Living together as a loosely-committed couple meant men and women were progressive, forward-looking, confident enough in their status as man and woman to dispense with the usual social covenant-approval of religious- and/or state-sanctioned marriage. Rather than be twisted into legal knots by convention, men and women would be free to make their own choices; if they meant to remain together they would, if not, well the experiment of experience was the result.

Or should that rather be the experience of experiment. Trouble is, there's nothing usually so casual and throwaway as human emotional investment and expectations We can attempt to mould our feelings and reactions into a straitjacket of hanging loose and easy over intimate relationships but we cannot really leave biology and human nature out of the equation as we bound into the dim future of destiny and long-term relationships.

But perhaps, in the minds of many, long-term relationships were not the goal, but rather sequential ones, reflecting our state of being at any given time throughout life's journey. As we matured and gained experience our interests and self-absorption might dictate that we move on to taste-test what might await in another relationship offering a different experience and horizon? For those who were leery of what is implied in commitment and 'long-range', and forever-after it might have worked.
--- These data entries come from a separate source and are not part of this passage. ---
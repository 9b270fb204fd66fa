use std::env;
use std::path::{Path, PathBuf};

use anyhow::Context as _;

pub const TOKEN_VAR: &str = "DISCORD_TOKEN";
pub const GUILD_ID_VAR: &str = "DISCORD_GUILD_ID";
pub const CONFIG_DIR_VAR: &str = "SENTINEL_CONFIG_DIR";
pub const LOG_FILE_VAR: &str = "SENTINEL_LOG_FILE";

pub const DEFAULT_CONFIG_DIR: &str = "configs";
pub const DEFAULT_LOG_FILE: &str = "bot.log";
pub const DOTENV_FILE: &str = ".env";

/// Process configuration, read once at startup.
#[derive(Clone)]
pub struct Settings {
    pub token: String,
    /// Register slash commands in this guild only instead of globally.
    pub guild_id: Option<u64>,
    pub config_dir: PathBuf,
}

impl Settings {
    pub fn from_env() -> anyhow::Result<Self> {
        Self::from_lookup(|key| env::var(key).ok(), Path::new(DOTENV_FILE))
    }

    pub fn from_lookup(
        lookup: impl Fn(&str) -> Option<String>,
        dotenv_path: &Path,
    ) -> anyhow::Result<Self> {
        let token = resolve_token(lookup(TOKEN_VAR), dotenv_path)?;

        let guild_id = match non_empty(lookup(GUILD_ID_VAR)) {
            Some(raw) => Some(
                raw.parse::<u64>()
                    .with_context(|| format!("{GUILD_ID_VAR} must be a numeric guild id"))?,
            ),
            None => None,
        };

        let config_dir = non_empty(lookup(CONFIG_DIR_VAR))
            .map(PathBuf::from)
            .unwrap_or_else(|| PathBuf::from(DEFAULT_CONFIG_DIR));

        Ok(Self {
            token,
            guild_id,
            config_dir,
        })
    }
}

/// Where to mirror logs. Unset means [`DEFAULT_LOG_FILE`]; an empty value
/// turns file logging off.
pub fn log_file_from_env() -> Option<PathBuf> {
    match env::var(LOG_FILE_VAR) {
        Ok(value) if value.trim().is_empty() => None,
        Ok(value) => Some(PathBuf::from(value.trim())),
        Err(_) => Some(PathBuf::from(DEFAULT_LOG_FILE)),
    }
}

/// Take the token from the environment, falling back to `dotenv_path`.
pub fn resolve_token(from_env: Option<String>, dotenv_path: &Path) -> anyhow::Result<String> {
    if let Some(token) = non_empty(from_env) {
        return Ok(token);
    }

    if let Some(token) = token_from_dotenv(dotenv_path)? {
        return Ok(token);
    }

    anyhow::bail!(
        "Discord token not found. Set {TOKEN_VAR} in the environment or add `{TOKEN_VAR}=<token>` to {}",
        dotenv_path.display()
    )
}

fn token_from_dotenv(path: &Path) -> anyhow::Result<Option<String>> {
    let entries = match dotenvy::from_path_iter(path) {
        Ok(entries) => entries,
        Err(dotenvy::Error::Io(e)) if e.kind() == std::io::ErrorKind::NotFound => return Ok(None),
        Err(e) => return Err(e).with_context(|| format!("failed to open {}", path.display())),
    };

    for entry in entries {
        let (key, value) = entry.with_context(|| format!("failed to parse {}", path.display()))?;
        if key == TOKEN_VAR {
            return Ok(non_empty(Some(value)));
        }
    }

    Ok(None)
}

fn non_empty(value: Option<String>) -> Option<String> {
    value
        .map(|value| value.trim().to_owned())
        .filter(|value| !value.is_empty())
}

#[cfg(test)]
mod tests {
    use std::collections::HashMap;
    use std::path::{Path, PathBuf};

    use super::{DEFAULT_CONFIG_DIR, Settings, resolve_token};

    fn missing_dotenv() -> PathBuf {
        PathBuf::from("/nonexistent/sentinel/.env")
    }

    #[test]
    fn environment_token_wins() {
        let dir = tempfile::tempdir().unwrap();
        let dotenv = dir.path().join(".env");
        std::fs::write(&dotenv, "DISCORD_TOKEN=from-file\n").unwrap();

        let token = resolve_token(Some("from-env".to_owned()), &dotenv).unwrap();
        assert_eq!(token, "from-env");
    }

    #[test]
    fn dotenv_file_is_the_fallback() {
        let dir = tempfile::tempdir().unwrap();
        let dotenv = dir.path().join(".env");
        std::fs::write(&dotenv, "# bot secrets\nOTHER=1\nDISCORD_TOKEN=from-file\n").unwrap();

        assert_eq!(resolve_token(None, &dotenv).unwrap(), "from-file");
        assert_eq!(resolve_token(Some("  ".to_owned()), &dotenv).unwrap(), "from-file");
    }

    #[test]
    fn missing_token_is_an_error_with_guidance() {
        let err = resolve_token(None, &missing_dotenv()).unwrap_err();
        assert!(err.to_string().contains("DISCORD_TOKEN"));
    }

    #[test]
    fn empty_token_in_dotenv_counts_as_missing() {
        let dir = tempfile::tempdir().unwrap();
        let dotenv = dir.path().join(".env");
        std::fs::write(&dotenv, "DISCORD_TOKEN=\n").unwrap();

        assert!(resolve_token(None, &dotenv).is_err());
    }

    #[test]
    fn settings_use_defaults_for_optional_values() {
        let vars = HashMap::from([("DISCORD_TOKEN", "abc")]);
        let settings =
            Settings::from_lookup(|key| vars.get(key).map(|v| v.to_string()), &missing_dotenv())
                .unwrap();

        assert_eq!(settings.token, "abc");
        assert_eq!(settings.guild_id, None);
        assert_eq!(settings.config_dir, Path::new(DEFAULT_CONFIG_DIR));
    }

    #[test]
    fn settings_parse_optional_values() {
        let vars = HashMap::from([
            ("DISCORD_TOKEN", "abc"),
            ("DISCORD_GUILD_ID", "123456789"),
            ("SENTINEL_CONFIG_DIR", "/var/lib/sentinel"),
        ]);
        let settings =
            Settings::from_lookup(|key| vars.get(key).map(|v| v.to_string()), &missing_dotenv())
                .unwrap();

        assert_eq!(settings.guild_id, Some(123_456_789));
        assert_eq!(settings.config_dir, Path::new("/var/lib/sentinel"));
    }

    #[test]
    fn malformed_guild_id_is_rejected() {
        let vars = HashMap::from([("DISCORD_TOKEN", "abc"), ("DISCORD_GUILD_ID", "main")]);
        let result =
            Settings::from_lookup(|key| vars.get(key).map(|v| v.to_string()), &missing_dotenv());

        assert!(result.is_err());
    }
}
For those women who required the comfort and assurance of a companion through life's struggles and its joys and heartaches, to be taken for granted and considered dispensable might not have been the resolution to life's search for intimacy and companionship. Ms. Macleod recognizes that many women find happiness and fulfillment in cohabitation or casual sex, as she put it. Those women aside, she speaks of the multitudes for whom happiness in a common law relationship didn't eventuate.

Of her clients she speaks of women disappointed and disillusioned when they encountered indifference or behaviour bespeaking narcissism in the non-committed men who shared their lives. On the other hand, she pointed out, she had never heard male clients make any complaints relating to lack of commitment from their partners. It could be that she had far more female clients than male clients, or her conclusion might have been based on equal representation.

But it is also true that often enough men look for different satisfactions in co-habiting relationships than women do. If children are concerned in the relationship there are obvious reasons for women to want their children to plan for a permanent live-in father to help raise them. This biological need arose out of early society recognizing and impelling the family unit, after all.



Research appears to affirm the many measurable benefits in the convention of formal marriage; mental and physical both, over the relationship of cohabitation. Married pairs remain intact as a unit at higher rates than couples simply cohabiting.  Within marriage, finances are improved, providing that stable relationship for children (whom statistics point out fare less well in cohabiting households).

Research appears to point to greater happiness and higher reported levels of well-being among married as opposed to their common-law or cohabiting counterparts. Between 2006 and 2011 in Canada the number of common-law couples rose 13.9 percent, over four times the 3.1 percent rise for married couples. In the year 2011, 16.7 percent of all census families were identified as common-law, leaving married couples the predominant family structure at 67 percent.

The women's liberation ideology that held marriage to be associated with subordination of women and sexual repression, surprisingly enough has resulted in university-educated women on average 27 years of age and without children from previous relationships faring best in relation to marriage outcomes.

A 2010 report issued by the National Marriage Project at the University of Virginia demonstrated that college and university graduates of both genders reported highest levels of marital happiness. Make of that what you will.